(Saved data entries)
============================================================

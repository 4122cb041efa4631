//! Command-line entry points besides the TUI.

use std::fs;
use std::path::{Path, PathBuf};

use anyhow::{Context, bail};
use tracing::info;

use crate::backend::{BackendClient, BackendError, Session, content_type_for};
use crate::catalog::Profile;
use crate::config::Settings;

const USAGE: &str =
    "usage: melodex [signup <email> <password> | avatar <file> | banner <file> | profile]";

#[derive(Debug, Clone, PartialEq, Eq)]
pub enum Command {
    Tui,
    Signup { email: String, password: String },
    Avatar { file: PathBuf },
    Banner { file: PathBuf },
    Profile,
}

impl Command {
    /// Parse arguments after the program name.
    pub fn parse<I: IntoIterator<Item = String>>(args: I) -> anyhow::Result<Self> {
        let args: Vec<String> = args.into_iter().collect();
        match args.iter().map(String::as_str).collect::<Vec<_>>().as_slice() {
            [] => Ok(Command::Tui),
            ["signup", email, password] => Ok(Command::Signup {
                email: email.to_string(),
                password: password.to_string(),
            }),
            ["avatar", file] => Ok(Command::Avatar {
                file: PathBuf::from(file),
            }),
            ["banner", file] => Ok(Command::Banner {
                file: PathBuf::from(file),
            }),
            ["profile"] => Ok(Command::Profile),
            ["-h" | "--help" | "help", ..] => bail!("{USAGE}"),
            _ => bail!("unrecognized arguments\n{USAGE}"),
        }
    }
}

/// Register a new account and report whether it is usable yet.
pub fn signup(settings: &Settings, email: &str, password: &str) -> anyhow::Result<()> {
    let backend = BackendClient::new(&settings.backend)?;
    match backend.sign_up(email, password) {
        Ok(Some(session)) => println!("signed up as {}", session.user.id),
        Ok(None) => println!("check {email} for a confirmation link"),
        Err(BackendError::AuthFailed(msg)) => println!("sign-up failed: {msg}"),
        Err(e) => return Err(e.into()),
    }
    Ok(())
}

/// Which profile picture an upload replaces.
#[derive(Debug, Clone, Copy, PartialEq, Eq)]
pub enum ProfileImage {
    Avatar,
    Banner,
}

impl ProfileImage {
    fn bucket(self) -> &'static str {
        match self {
            ProfileImage::Avatar => "avatars",
            ProfileImage::Banner => "profile-banners",
        }
    }

    fn stem(self) -> &'static str {
        match self {
            ProfileImage::Avatar => "avatar",
            ProfileImage::Banner => "banner",
        }
    }

    /// Object path for this image of a user, keeping the file's extension.
    pub fn object_path(self, user_id: &str, file: &Path) -> String {
        let stem = self.stem();
        match file.extension().and_then(|e| e.to_str()) {
            Some(ext) => format!("{user_id}/{stem}.{}", ext.to_ascii_lowercase()),
            None => format!("{user_id}/{stem}"),
        }
    }
}

/// Sign in with the configured credentials. `None` after printing why not.
fn sign_in(settings: &Settings) -> anyhow::Result<Option<(BackendClient, Session)>> {
    let Some((email, password)) = settings.auth.credentials() else {
        return Err(BackendError::AuthRequired).context("set auth.email and auth.password");
    };
    let backend = BackendClient::new(&settings.backend)?;
    match backend.sign_in_with_password(email, password) {
        Ok(session) => Ok(Some((backend, session))),
        Err(BackendError::AuthFailed(msg)) => {
            println!("sign-in failed: {msg}");
            Ok(None)
        }
        Err(e) => Err(e.into()),
    }
}

/// Upload `file` as the configured user's avatar or banner and store its
/// URL on the profile.
pub fn upload_image(settings: &Settings, kind: ProfileImage, file: &Path) -> anyhow::Result<()> {
    let Some((backend, session)) = sign_in(settings)? else {
        return Ok(());
    };
    let user_id = &session.user.id;

    let bytes = fs::read(file).with_context(|| format!("reading {}", file.display()))?;
    let path = kind.object_path(user_id, file);
    let url = backend.upload(kind.bucket(), &path, bytes, content_type_for(file))?;
    match kind {
        ProfileImage::Avatar => backend.update_profile_avatar(user_id, &url)?,
        ProfileImage::Banner => backend.update_profile_banner(user_id, &url)?,
    }
    info!(user_id = %user_id, %url, image = kind.stem(), "profile image updated");
    println!("{url}");
    Ok(())
}

fn profile_lines(profile: &Profile) -> Vec<String> {
    let mut lines = vec![format!("username: {}", profile.display_name())];
    if let Some(url) = &profile.avatar_url {
        lines.push(format!("avatar: {url}"));
    }
    if let Some(url) = &profile.banner_url {
        lines.push(format!("banner: {url}"));
    }
    if profile.is_admin {
        lines.push("role: admin".to_string());
    }
    lines
}

/// Print the configured user's profile.
pub fn show_profile(settings: &Settings) -> anyhow::Result<()> {
    let Some((backend, session)) = sign_in(settings)? else {
        return Ok(());
    };
    match backend.fetch_profile(&session.user.id)? {
        Some(profile) => {
            for line in profile_lines(&profile) {
                println!("{line}");
            }
        }
        None => println!("no profile for {}", session.user.id),
    }
    Ok(())
}

#[cfg(test)]
mod tests;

============================================================

## Your objective
The answer must be every line of the records above that holds the word "Clone".

## Solution to this problem
#[derive(Debug, Clone, PartialEq, Eq)]
#[derive(Debug, Clone, Copy, PartialEq, Eq)]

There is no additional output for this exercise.